Records provided START

// Copyright (c) 2024-2026 Martin Schröder <info@swedishembedded.com>
//
// SPDX-License-Identifier: MIT
use std::path::PathBuf;
use std::str::FromStr;

use tracing::warn;

use crate::{Config, ServerConfig, StorageConfig};

/// Read one environment variable, falling back to `default` when the
/// variable is unset.  A set-but-unparseable value is reported and the
/// default is used — a typo in the environment must not take the
/// service down.
fn env_or<T: FromStr>(key: &str, default: T) -> T {
    match std::env::var(key) {
        Ok(raw) => match raw.parse() {
            Ok(v) => v,
            Err(_) => {
                warn!(key, value = %raw, "unparseable environment override, using default");
                default
            }
        },
        Err(_) => default,
    }
}

fn env_path_or(key: &str, default: PathBuf) -> PathBuf {
    std::env::var(key).map(PathBuf::from).unwrap_or(default)
}

/// Build the configuration from environment variables.
///
/// Every knob has a default; the service starts with an empty
/// environment.  Variable names are part of the deployment contract:
///
/// - `CHAT_MODEL_NAME`, `AGENTIC_MODEL_NAME`, `IMAGE_MODEL_NAME`
/// - `AGENTIC_TEMP`, `AGENTIC_TOP_P`, `AGENTIC_TOP_K`, `AGENTIC_MIN_P`,
///   `AGENTIC_REPETITION_PENALTY`, `AGENTIC_REPETITION_CONTEXT_SIZE`,
///   `AGENTIC_MAX_TOKENS`, `AGENTIC_MAX_KV_SIZE`
/// - `IMAGE_MAX_TOKENS`, `IMAGE_TEMP`
/// - `MIRA_DB_PATH`, `MIRA_WIKI_DB_PATH`, `MIRA_CACHE_DIR`,
///   `MIRA_HOST`, `MIRA_PORT`
pub fn from_env() -> Config {
    let mut config = Config::default();

    config.models.chat_model = env_or("CHAT_MODEL_NAME", config.models.chat_model);
    config.models.agentic_model = env_or("AGENTIC_MODEL_NAME", config.models.agentic_model);
    config.models.image_model = env_or("IMAGE_MODEL_NAME", config.models.image_model);

    config.agentic.temperature = env_or("AGENTIC_TEMP", config.agentic.temperature);
    config.agentic.top_p = env_or("AGENTIC_TOP_P", config.agentic.top_p);
    config.agentic.top_k = env_or("AGENTIC_TOP_K", config.agentic.top_k);
    config.agentic.min_p = env_or("AGENTIC_MIN_P", config.agentic.min_p);
    config.agentic.repetition_penalty =
        env_or("AGENTIC_REPETITION_PENALTY", config.agentic.repetition_penalty);
    config.agentic.repetition_context_size = env_or(
        "AGENTIC_REPETITION_CONTEXT_SIZE",
        config.agentic.repetition_context_size,
    );
    config.agentic.max_tokens = env_or("AGENTIC_MAX_TOKENS", config.agentic.max_tokens);
    config.agentic.max_kv_size = env_or("AGENTIC_MAX_KV_SIZE", config.agentic.max_kv_size);

    config.image.max_tokens = env_or("IMAGE_MAX_TOKENS", config.image.max_tokens);
    config.image.temperature = env_or("IMAGE_TEMP", config.image.temperature);

    let StorageConfig {
        db_path,
        corpus_db_path,
        cache_dir,
    } = config.storage;
    config.storage = StorageConfig {
        db_path: env_path_or("MIRA_DB_PATH", db_path),
        corpus_db_path: env_path_or("MIRA_WIKI_DB_PATH", corpus_db_path),
        cache_dir: env_path_or("MIRA_CACHE_DIR", cache_dir),
    };

    let ServerConfig { host, port } = config.server;
    config.server = ServerConfig {
        host: env_or("MIRA_HOST", host),
        port: env_or("MIRA_PORT", port),
    };

    config
}

// ─── Unit tests ──────────────────────────────────────────────────────────────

Records provided END

What needs to be done> Repeat only the lines starting at the one that contains "config.storage = StorageConfig" and ending at the last line above, exactly as written.

Exercise response>
    config.storage = StorageConfig {
        db_path: env_path_or("MIRA_DB_PATH", db_path),
        corpus_db_path: env_path_or("MIRA_WIKI_DB_PATH", corpus_db_path),
        cache_dir: env_path_or("MIRA_CACHE_DIR", cache_dir),
    };

    let ServerConfig { host, port } = config.server;
    config.server = ServerConfig {
        host: env_or("MIRA_HOST", host),
        port: env_or("MIRA_PORT", port),
    };

    config
}

// ─── Unit tests ──────────────────────────────────────────────────────────────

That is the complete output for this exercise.